Volume change for ECT responders and non-responders
Although the number of ECT sessions received for individual patients was confounded by
the extent of their clinical response, understanding how clinical response relates to length of
treatment provides further insight. Specifically, a model of change in MADRS score as a
function of number of treatments showed a negative association F(1,266) = 7.96, slope =
-0.41, p = 0.005, R2 = 0.03 (Figure S1D), although after correcting for Age, Sex and Site this
was not significant (slope = -0.28, t(256) = -1.80, p = 0.074). Hence, follow up analyses were
performed to further clarify the effects of volume change and ECT session number in ECT
responders and non-responders.
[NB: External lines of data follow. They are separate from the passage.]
/// The Block contract
///
/// Every block type implements `Block::execute`. The engine hands each
/// invocation a `BlockContext` holding its upstream data and a DAO over the
/// snapshot taken when the invocation started. Blocks never write the Context
/// Store; they return responses and register data flows on the context, and the
/// engine commits both once the invocation is over.

use crate::context::{
    dao::Dao,
    response::{BlockError, BlockOutput, BlockResponse, DataFlowRecord},
};
use crate::workflow::types::{ApiRequest, BlockConfig, BlockKind};
use async_trait::async_trait;
use serde_json::Value;
use std::{
    future::Future,
    sync::{Arc, Mutex, PoisonError},
};
use tokio_util::sync::CancellationToken;

/// Polymorphic unit of work
#[async_trait]
pub trait Block: Send + Sync {
    /// Run one invocation. Failures are reported as responses with a populated
    /// `error`, never as panics.
    async fn execute(&self, ctx: &BlockContext) -> BlockOutput;
}

/// Read-only input view of a single invocation
///
/// Cloning is cheap; clones share the data-flow buffer and the cancellation
/// token.
#[derive(Debug, Clone)]
pub struct BlockContext {
    config: Arc<BlockConfig>,
    scalar_input: Value,
    block_responses: Vec<BlockResponse>,
    dao: Dao,
    element_index: Option<usize>,
    data_flows: Arc<Mutex<Vec<DataFlowRecord>>>,
    cancel: CancellationToken,
}

impl BlockContext {
    pub fn new(
        config: Arc<BlockConfig>,
        scalar_input: Value,
        block_responses: Vec<BlockResponse>,
        dao: Dao,
    ) -> Self {
        Self {
            config,
            scalar_input,
            block_responses,
            dao,
            element_index: None,
            data_flows: Arc::new(Mutex::new(Vec::new())),
            cancel: CancellationToken::new(),
        }
    }

    /// Mark the context as one element of a bulk invocation
    pub fn for_element(mut self, index: usize) -> Self {
        self.element_index = Some(index);
        self
    }

    pub fn config(&self) -> &BlockConfig {
        &self.config
    }

    pub fn block_name(&self) -> &str {
        &self.config.name
    }

    pub fn params(&self) -> &BlockKind {
        &self.config.kind
    }

    pub fn scalar_input(&self) -> &Value {
        &self.scalar_input
    }

    /// Responses of the upstream block(s) that routed here
    pub fn block_responses(&self) -> &[BlockResponse] {
        &self.block_responses
    }

    pub fn api_request(&self) -> &ApiRequest {
        self.dao.api_request()
    }

    pub fn dao(&self) -> &Dao {
        &self.dao
    }

    /// Position in the bulk collection, `None` for scalar invocations
    pub fn element_index(&self) -> Option<usize> {
        self.element_index
    }

    /// Fired when the invocation is abandoned, e.g. on timeout
    ///
    /// Work that outlives task abortion (blocking threads) should poll it.
    pub fn cancellation(&self) -> &CancellationToken {
        &self.cancel
    }

    pub fn is_cancelled(&self) -> bool {
        self.cancel.is_cancelled()
    }

    /// Correlate an external or asynchronous operation with this run
    pub fn register_data_flow(&self, record: DataFlowRecord) {
        tracing::debug!("🔗 Block '{}' registered data flow '{}'", self.block_name(), record.flow_id);
        self.data_flows
            .lock()
            .unwrap_or_else(PoisonError::into_inner)
            .push(record);
    }

    /// Drain the data flows registered so far
    pub fn take_data_flows(&self) -> Vec<DataFlowRecord> {
        std::mem::take(&mut *self.data_flows.lock().unwrap_or_else(PoisonError::into_inner))
    }

    /// Successful 200 response named after this block
    pub fn respond(&self, body: Value) -> BlockResponse {
        BlockResponse::ok(self.block_name(), body)
    }

    /// Failed response named after this block
    pub fn fail(&self, code: u16, message: impl Into<String>) -> BlockResponse {
        BlockResponse::failed(self.block_name(), BlockError::new(code, message))
    }
}

/// Closure-backed block
///
/// ```ignore
/// let echo = FnBlock::new(|ctx: BlockContext| async move {
///     BlockOutput::from(ctx.respond(ctx.scalar_input().clone()))
/// });
/// ```
pub struct FnBlock<F> {
    f: F,
}

impl<F, Fut> FnBlock<F>
where
    F: Fn(BlockContext) -> Fut + Send + Sync,
    Fut: Future<Output = BlockOutput> + Send,
{
    pub fn new(f: F) -> Self {
        Self { f }
    }
}

#[async_trait]
impl<F, Fut> Block for FnBlock<F>
where
    F: Fn(BlockContext) -> Fut + Send + Sync,
    Fut: Future<Output = BlockOutput> + Send,
{
    async fn execute(&self, ctx: &BlockContext) -> BlockOutput {
        (self.f)(ctx.clone()).await
    }
}

#[cfg(test)]
mod tests {
    use super::*;
    use crate::context::{config::ConfigResolver, response::SuccessRange, store::ContextStore};
    use crate::workflow::types::{ExecutionStrategy, ScriptParams};
    use serde_json::json;

    fn context() -> BlockContext {
        let config = Arc::new(BlockConfig {
            name: "enrich".into(),
            kind: BlockKind::Script(ScriptParams { script: "return input".into() }),
            source: true,
            strategy: ExecutionStrategy::default(),
            relations: vec![],
            depends_on: vec![],
            terminal: false,
            timeout: None,
            input_path: None,
        });
        let store = ContextStore::new(
            ApiRequest::from_body(json!({ "id": 9 })),
            SuccessRange::default(),
            Arc::new(ConfigResolver::empty()),
        );
        BlockContext::new(config, json!({ "id": 9 }), vec![], store.dao())
    }

    #[tokio::test]
    async fn fn_block_sees_context() {
        let block = FnBlock::new(|ctx: BlockContext| async move {
            let id = ctx.api_request().body["id"].clone();
            BlockOutput::from(ctx.respond(json!({ "seen": id, "index": ctx.element_index() })))
        });

        let ctx = context().for_element(2);
        let output = block.execute(&ctx).await;
        let responses = output.into_responses();
        assert_eq!(responses[0].block_name, "enrich");
        assert_eq!(responses[0].body, json!({ "seen": 9, "index": 2 }));
    }

    #[tokio::test]
    async fn data_flows_survive_clones() {
        let block = FnBlock::new(|ctx: BlockContext| async move {
            ctx.register_data_flow(DataFlowRecord::completed("call-1", json!({})));
            BlockOutput::from(ctx.fail(409, "conflict"))
        });

        let ctx = context();
        let responses = block.execute(&ctx).await.into_responses();
        assert_eq!(responses[0].status, 409);

        let flows = ctx.take_data_flows();
        assert_eq!(flows.len(), 1);
        assert!(ctx.take_data_flows().is_empty());
    }
}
First, we tested for the effect of response group
(responder, non-responder) on hippocampal volume change, correcting for number of ECTs
and number of ECTs squared, and found that the effect of group was not significant for the
right (-0.35, t(236) = -1.41, p = 0.16), or the left (-0.50, t(236) = -1.78, p = 0.08) hippocampus
(Figure S1A and B, respectively). Also, looking at responders separately from non-
responders (Figure S1C and D) did not reveal positive relationships between volume change
and clinical outcome (change in MADRS score) for the right or left hippocampus. Similarly,
there was no positive association between number of ECTs and outcome for responders
separated from non-responders (Figure S1E). Finally, to completely exclude variance
associated with number of treatments, we used data from a subset of patients that received
exactly 12 ECT sessions (the mode number of treatments). Again, a model of change in
MADRS score as a function of volume change did not yield a significant relationship (F(1,45)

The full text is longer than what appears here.